En Moscú, dos jóvenes estudiantes han sido sentenciados a 15 días de arresto administrativo tras ser acusados de participar en una protesta no autorizada. La manifestación, que tuvo lugar en el corazón de la capital rusa, se organizó en respuesta a las crecientes restricciones sobre el acceso a internet y servicios de mensajería, un tema que ha generado un profundo descontento entre la población. Este hecho resalta la tensión entre las autoridades rusas y aquellos que buscan expresar su oposición a las medidas que restringen la libertad de comunicación en el país.
La sentencia fue emitida el miércoles, pero los detalles de la condena solo se conocieron al día siguiente, lo que ha suscitado críticas sobre la transparencia del proceso judicial en Rusia. El Ministerio del Interior ha advertido sobre las posibles consecuencias legales tanto administrativas como penales para quienes participen en manifestaciones no autorizadas, un mensaje claro de las autoridades para desalentar cualquier tipo de disidencia. La represión de estas manifestaciones es parte de una estrategia más amplia para controlar la narrativa pública y limitar el acceso a información no filtrada.

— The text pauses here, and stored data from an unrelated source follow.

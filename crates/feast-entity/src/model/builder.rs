//! Builder API for constructing entities in application code.
//!
//! # Example
//!
//! ```rust
//! use feast_entity::model::{EntityBuilder, ValueType};
//!
//! let entity = EntityBuilder::new("trip")
//!     .join_key("driver_id", ValueType::Int64)
//!     .join_key("rider_id", ValueType::String)
//!     .owner("rides@example.com")
//!     .tag("team", "rides")
//!     .build();
//!
//! assert_eq!(entity.join_keys().len(), 2);
//! assert_eq!(entity.join_key(), "driver_id");
//! ```

use std::collections::BTreeMap;

use time::OffsetDateTime;
use tracing::warn;

use crate::model::{Entity, ValueType};

/// Builder for [`Entity`].
///
/// Typed keys added with [`join_key`](Self::join_key) take precedence over a
/// [`legacy_join_key`](Self::legacy_join_key). With neither, the entity is
/// keyed by its own name. Untyped keys take [`value_type`](Self::value_type),
/// or `Unspecified` when that is not set either.
#[derive(Debug, Clone, Default)]
pub struct EntityBuilder {
    name: String,
    project: String,
    join_keys: BTreeMap<String, ValueType>,
    legacy_join_key: Option<String>,
    value_type: Option<ValueType>,
    description: String,
    tags: BTreeMap<String, String>,
    owner: String,
    created_timestamp: Option<OffsetDateTime>,
    last_updated_timestamp: Option<OffsetDateTime>,
}

impl EntityBuilder {
    /// Creates a builder for the named entity.
    pub fn new(name: impl Into<String>) -> Self {
        Self {
            name: name.into(),
            ..Default::default()
        }
    }

    /// Adds a typed join key. A repeated name replaces the earlier type.
    pub fn join_key(mut self, name: impl Into<String>, value_type: ValueType) -> Self {
        self.join_keys.insert(name.into(), value_type);
        self
    }

    /// Adds several typed join keys.
    pub fn join_keys<I, K>(mut self, join_keys: I) -> Self
    where
        I: IntoIterator<Item = (K, ValueType)>,
        K: Into<String>,
    {
        self.join_keys
            .extend(join_keys.into_iter().map(|(name, vt)| (name.into(), vt)));
        self
    }

    /// Sets the single untyped join key of the older API.
    pub fn legacy_join_key(mut self, name: impl Into<String>) -> Self {
        self.legacy_join_key = Some(name.into());
        self
    }

    /// Type used for an untyped (legacy or defaulted) join key.
    pub fn value_type(mut self, value_type: ValueType) -> Self {
        self.value_type = Some(value_type);
        self
    }

    pub fn project(mut self, project: impl Into<String>) -> Self {
        self.project = project.into();
        self
    }

    pub fn description(mut self, description: impl Into<String>) -> Self {
        self.description = description.into();
        self
    }

    pub fn owner(mut self, owner: impl Into<String>) -> Self {
        self.owner = owner.into();
        self
    }

    /// Adds a tag. A repeated key replaces the earlier value.
    pub fn tag(mut self, key: impl Into<String>, value: impl Into<String>) -> Self {
        self.tags.insert(key.into(), value.into());
        self
    }

    pub fn tags<I, K, V>(mut self, tags: I) -> Self
    where
        I: IntoIterator<Item = (K, V)>,
        K: Into<String>,
        V: Into<String>,
    {
        self.tags
            .extend(tags.into_iter().map(|(k, v)| (k.into(), v.into())));
        self
    }

    pub fn created_timestamp(mut self, timestamp: OffsetDateTime) -> Self {
        self.created_timestamp = Some(timestamp);
        self
    }

    pub fn last_updated_timestamp(mut self, timestamp: OffsetDateTime) -> Self {
        self.last_updated_timestamp = Some(timestamp);
        self
    }

    /// Builds the entity.
    pub fn build(self) -> Entity {
        let join_keys = if !self.join_keys.is_empty() {
            self.join_keys
        } else {
            let key = self.legacy_join_key.unwrap_or_else(|| self.name.clone());
            if self.value_type.is_none() {
                warn!(
                    entity = %self.name,
                    join_key = %key,
                    "entity value_type is not set; join key type defaults to unspecified"
                );
            }
            BTreeMap::from([(key, self.value_type.unwrap_or_default())])
        };

        let join_key = join_keys.keys().next().cloned().unwrap_or_default();

        Entity {
            name: self.name,
            project: self.project,
            join_key,
            join_keys,
            description: self.description,
            tags: self.tags,
            owner: self.owner,
            created_timestamp: self.created_timestamp,
            last_updated_timestamp: self.last_updated_timestamp,
        }
    }
}
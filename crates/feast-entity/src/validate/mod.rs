//! Local semantic validation for entities.
//!
//! Decoding only guarantees that an entity has a name and at least one join
//! key. Validation is stricter: it also rejects empty join key names and
//! join keys whose type was never specified. Registries typically run it
//! when an entity is applied, not when an existing catalog is loaded.

use crate::error::ValidationError;
use crate::model::{Entity, ValueType};

/// Validates an entity.
pub fn validate_entity(entity: &Entity) -> Result<(), ValidationError> {
    if entity.name().is_empty() {
        return Err(ValidationError::MissingName);
    }

    if entity.join_keys().is_empty() {
        return Err(ValidationError::NoJoinKeys {
            entity: entity.name().to_string(),
        });
    }

    for (join_key, value_type) in entity.join_keys() {
        if join_key.is_empty() {
            return Err(ValidationError::EmptyJoinKeyName {
                entity: entity.name().to_string(),
            });
        }
        if *value_type == ValueType::Unspecified {
            return Err(ValidationError::InvalidJoinKeyType {
                entity: entity.name().to_string(),
                join_key: join_key.clone(),
            });
        }
    }

    Ok(())
}

#[cfg(test)]
mod tests {
    use super::*;
    use crate::decode::decode;
    use crate::model::EntityBuilder;
    use crate::proto::EntitySpecV2;

    #[test]
    fn test_valid_entity() {
        let entity = EntityBuilder::new("driver")
            .join_key("driver_id", ValueType::Int64)
            .build();
        assert!(validate_entity(&entity).is_ok());
    }

    #[test]
    fn test_missing_name() {
        let entity = EntityBuilder::new("")
            .join_key("driver_id", ValueType::Int64)
            .build();
        assert_eq!(validate_entity(&entity), Err(ValidationError::MissingName));
    }

    #[test]
    fn test_unspecified_type() {
        let entity = EntityBuilder::new("customer").build();
        assert_eq!(
            validate_entity(&entity),
            Err(ValidationError::InvalidJoinKeyType {
                entity: "customer".to_string(),
                join_key: "customer".to_string(),
            })
        );
    }

    #[test]
    fn test_empty_join_key_name() {
        // The mapping is copied as-is by the decoder, empty names included.
        let spec = EntitySpecV2::with_join_keys("trip", [("", ValueType::String)]);
        let entity = decode(&spec).unwrap();
        assert_eq!(
            validate_entity(&entity),
            Err(ValidationError::EmptyJoinKeyName {
                entity: "trip".to_string()
            })
        );
    }

    #[test]
    fn test_list_types_are_valid() {
        let entity = EntityBuilder::new("session")
            .join_key("event_ids", ValueType::Int64List)
            .build();
        assert!(validate_entity(&entity).is_ok());
    }
}
//! Limits applied when decoding entities from untrusted bytes.
//!
//! These are the defaults of [`DecodeOptions`](crate::codec::DecodeOptions).

/// Maximum encoded size of one entity envelope (1 MiB).
pub const MAX_ENTITY_SIZE: usize = 1024 * 1024;

/// Maximum number of join keys on one entity.
pub const MAX_JOIN_KEYS: usize = 256;
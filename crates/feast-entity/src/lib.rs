//! Backward-compatible decoding of feature store entity specifications.
//!
//! A registry stores each entity as an `Entity { spec, meta }` protobuf
//! envelope. Older writers identify an entity with a single `join_key` and
//! `value_type`; newer writers add a `join_keys` mapping of independently
//! typed keys and keep the single pair for older readers. This crate turns
//! either shape into one [`Entity`] model.
//!
//! # Quick Start
//!
//! ```rust
//! use feast_entity::{decode, EntitySpecV2, ValueType};
//!
//! // A store that still writes the legacy single key.
//! let spec = EntitySpecV2::legacy("driver", "driver_id", ValueType::Int64);
//! let driver = decode(&spec).unwrap();
//! assert_eq!(driver.join_key_value_type("driver_id"), Some(ValueType::Int64));
//!
//! // A store that writes the mapping. The legacy pair, if any, is ignored.
//! let spec = EntitySpecV2::with_join_keys(
//!     "trip",
//!     [("driver_id", ValueType::Int64), ("rider_id", ValueType::String)],
//! );
//! let trip = decode(&spec).unwrap();
//! assert_eq!(trip.join_keys().len(), 2);
//! ```
//!
//! # Modules
//!
//! - [`model`]: Entity model, value types, builder
//! - [`proto`]: Wire binding of the registry messages
//! - [`decode`]: Specification → entity resolution
//! - [`codec`]: Bytes ⇄ entity
//! - [`validate`]: Local semantic validation
//! - [`error`]: Error types
//! - [`limits`]: Limits for decoding untrusted bytes
//!
//! # Resolution
//!
//! A non-empty `join_keys` mapping is authoritative. Only when it is empty
//! is a single key synthesized from `join_key` and `value_type`. A
//! specification with no name, or with neither form of join key, fails
//! with [`InvalidSpecification`]; an entity without join keys is never
//! constructed.

pub mod codec;
pub mod decode;
pub mod error;
pub mod limits;
pub mod model;
pub mod proto;
pub mod validate;

// Re-export commonly used types at crate root
pub use codec::{decode_entity_bytes, decode_entity_with_options, encode_entity, DecodeOptions};
pub use decode::{decode, decode_all, decode_entity, resolve_join_keys};
pub use error::{DecodeError, ErrorCode, InvalidReason, InvalidSpecification, ValidationError};
pub use model::{Entity, EntityBuilder, ValueType};
pub use proto::{EntityMeta, EntityProto, EntitySpecV2, JoinKeySpec};
pub use validate::validate_entity;

/// Crate version.
pub const VERSION: &str = env!("CARGO_PKG_VERSION");
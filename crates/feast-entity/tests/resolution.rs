//! Join key resolution properties over arbitrary specifications.

use std::collections::BTreeMap;
use std::thread;

use feast_entity::{
    decode, decode_all, decode_entity_bytes, encode_entity, EntitySpecV2, InvalidReason,
    JoinKeySpec, ValueType,
};
use proptest::prelude::*;

fn value_type() -> impl Strategy<Value = ValueType> {
    prop::sample::select(vec![
        ValueType::Unspecified,
        ValueType::Bytes,
        ValueType::String,
        ValueType::Int32,
        ValueType::Int64,
        ValueType::Double,
        ValueType::Float,
        ValueType::Bool,
        ValueType::UnixTimestamp,
        ValueType::BytesList,
        ValueType::StringList,
        ValueType::Int64List,
        ValueType::Null,
    ])
}

fn name() -> impl Strategy<Value = String> {
    "[a-z][a-z0-9_]{0,15}"
}

fn join_keys() -> impl Strategy<Value = BTreeMap<String, ValueType>> {
    prop::collection::btree_map(name(), value_type(), 1..6)
}

fn spec_with(
    name: &str,
    legacy_key: &str,
    legacy_type: ValueType,
    join_keys: &BTreeMap<String, ValueType>,
) -> EntitySpecV2 {
    EntitySpecV2 {
        name: name.to_string(),
        join_key: legacy_key.to_string(),
        value_type: legacy_type.into(),
        join_keys: join_keys
            .iter()
            .map(|(key, vt)| (key.clone(), JoinKeySpec::new(key.clone(), *vt)))
            .collect(),
        ..Default::default()
    }
}

proptest! {
    #[test]
    fn mapping_is_copied_exactly(
        entity in name(),
        legacy_key in "[a-z_]{0,12}",
        legacy_type in value_type(),
        keys in join_keys(),
    ) {
        let spec = spec_with(&entity, &legacy_key, legacy_type, &keys);
        let decoded = decode(&spec).unwrap();
        prop_assert_eq!(decoded.name(), entity.as_str());
        prop_assert_eq!(decoded.join_keys(), &keys);
    }

    #[test]
    fn legacy_pair_becomes_single_entry(
        entity in name(),
        legacy_key in name(),
        legacy_type in value_type(),
    ) {
        let spec = spec_with(&entity, &legacy_key, legacy_type, &BTreeMap::new());
        let decoded = decode(&spec).unwrap();
        prop_assert_eq!(
            decoded.join_keys(),
            &BTreeMap::from([(legacy_key.clone(), legacy_type)])
        );
    }

    #[test]
    fn no_join_key_is_rejected(entity in name(), legacy_type in value_type()) {
        let spec = spec_with(&entity, "", legacy_type, &BTreeMap::new());
        let err = decode(&spec).unwrap_err();
        prop_assert_eq!(err.reason, InvalidReason::NoJoinKey);
        prop_assert_eq!(err.entity, Some(entity));
    }

    #[test]
    fn decoding_is_idempotent(
        entity in name(),
        legacy_key in "[a-z_]{0,12}",
        legacy_type in value_type(),
        keys in prop::collection::btree_map(name(), value_type(), 0..4),
    ) {
        let spec = spec_with(&entity, &legacy_key, legacy_type, &keys);
        prop_assert_eq!(decode(&spec), decode(&spec));
    }

    #[test]
    fn bytes_preserve_name_and_join_keys(entity in name(), keys in join_keys()) {
        let spec = spec_with(&entity, "", ValueType::Unspecified, &keys);
        let decoded = decode(&spec).unwrap();
        let reread = decode_entity_bytes(&encode_entity(&decoded)).unwrap();
        prop_assert_eq!(reread.name(), decoded.name());
        prop_assert_eq!(reread.join_keys(), decoded.join_keys());
    }
}

#[test]
fn scenario_legacy_driver() {
    let spec = EntitySpecV2::legacy("driver", "driver_id", ValueType::Int64);
    let entity = decode(&spec).unwrap();
    assert_eq!(entity.name(), "driver");
    assert_eq!(
        entity.join_keys(),
        &BTreeMap::from([("driver_id".to_string(), ValueType::Int64)])
    );
}

#[test]
fn scenario_trip_with_mapping() {
    let mut spec = EntitySpecV2::with_join_keys(
        "trip",
        [("driver_id", ValueType::Int64), ("rider_id", ValueType::String)],
    );
    spec.join_key = String::new();
    spec.value_type = ValueType::Unspecified.into();

    let entity = decode(&spec).unwrap();
    assert_eq!(entity.name(), "trip");
    assert_eq!(
        entity.join_keys(),
        &BTreeMap::from([
            ("driver_id".to_string(), ValueType::Int64),
            ("rider_id".to_string(), ValueType::String),
        ])
    );
}

#[test]
fn scenario_empty_specification() {
    let spec = EntitySpecV2::legacy("", "", ValueType::Unspecified);
    let err = decode(&spec).unwrap_err();
    assert_eq!(err.reason, InvalidReason::MissingName);
}

#[test]
fn parallel_decoding_matches_sequential() {
    let specs: Vec<EntitySpecV2> = (0..64)
        .map(|i| match i % 3 {
            0 => EntitySpecV2::legacy(format!("entity_{i}"), format!("key_{i}"), ValueType::Int64),
            1 => EntitySpecV2::with_join_keys(
                format!("entity_{i}"),
                [(format!("a_{i}"), ValueType::String), (format!("b_{i}"), ValueType::Int32)],
            ),
            _ => EntitySpecV2::legacy(format!("entity_{i}"), "", ValueType::Int64),
        })
        .collect();

    let sequential = decode_all(&specs);
    let parallel: Vec<_> = thread::scope(|scope| {
        let handles: Vec<_> = specs
            .chunks(8)
            .map(|chunk| scope.spawn(move || decode_all(chunk)))
            .collect();
        handles
            .into_iter()
            .flat_map(|handle| handle.join().unwrap())
            .collect()
    });

    assert_eq!(parallel, sequential);
    assert_eq!(sequential.iter().filter(|r| r.is_err()).count(), 21);
}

En este contexto, las autoridades rusas han anunciado la prohibición de las protestas programadas para el 29 de marzo en Moscú y San Petersburgo, donde se esperaba que se alzaran voces en contra de los bloqueos de internet. Estas decisiones han sido respaldadas por varios partidos y organizaciones, evidenciando una preocupación compartida por la seguridad nacional, aunque muchos críticos argumentan que estas restricciones son una forma de silenciar a la oposición y limitar la libertad de expresión. La situación plantea interrogantes sobre el futuro de la conectividad en Rusia y el papel que jugarán las plataformas digitales en la vida cotidiana de sus ciudadanos.
Uno de los puntos centrales del debate es la popular red de mensajería Telegram, que ha sido considerada esencial para la comunicación entre los ciudadanos, especialmente en momentos de crisis. Sin embargo, el director de la corporación estatal de telecomunicaciones, Rostelecom, ha señalado que el uso de Telegram está en declive, afirmando que la aplicación “está muriendo” en el país. Este comentario ha generado preocupación entre los usuarios, dado que Telegram alcanzó en su momento cerca de 100 millones de usuarios en Rusia, convirtiéndose en una herramienta clave para la libre expresión y la organización de movimientos sociales.
Por otro lado, el servicio nacional MAX, considerado como la alternativa rusa a Telegram, ha visto un crecimiento notable, alcanzando los 107 millones de usuarios registrados. Este cambio en la preferencia de las plataformas de mensajería refleja no solo un cambio en el comportamiento de los usuarios, sino también una estrategia por parte del gobierno para promover aplicaciones que se alineen más con sus intereses y control.
En este clima de incertidumbre, se ha informado que Telegram podría ser bloqueado de manera definitiva a partir del 1 de abril, lo que representa un golpe significativo para quienes dependen de esta plataforma para comunicarse. Los medios independientes han reportado que, en la actualidad, Telegram ya es inaccesible sin el uso de servicios VPN, lo que plantea desafíos adicionales para la población que busca eludir estos bloqueos. Las justificaciones de las autoridades para estas medidas se centran en la necesidad de evitar el reclutamiento de personas para actividades delictivas a través de la aplicación, aunque muchos observadores consideran que estas razones son una cobertura para la represión de la disidencia.
La situación actual en Rusia pone de manifiesto la complejidad de la relación entre las autoridades y los ciudadanos en un contexto donde la tecnología y la comunicación digital juegan un rol fundamental. La respuesta del gobierno ante las protestas y el bloqueo de plataformas no solo refleja su postura sobre la seguridad, sino también su temor a la capacidad de los ciudadanos de organizarse y demandar cambios. A medida que se aproxima la fecha límite del 1 de abril, la tensión en torno a la libertad de expresión y el acceso a la información se intensifica, dejando a muchos en un estado de expectativa sobre los próximos acontecimientos.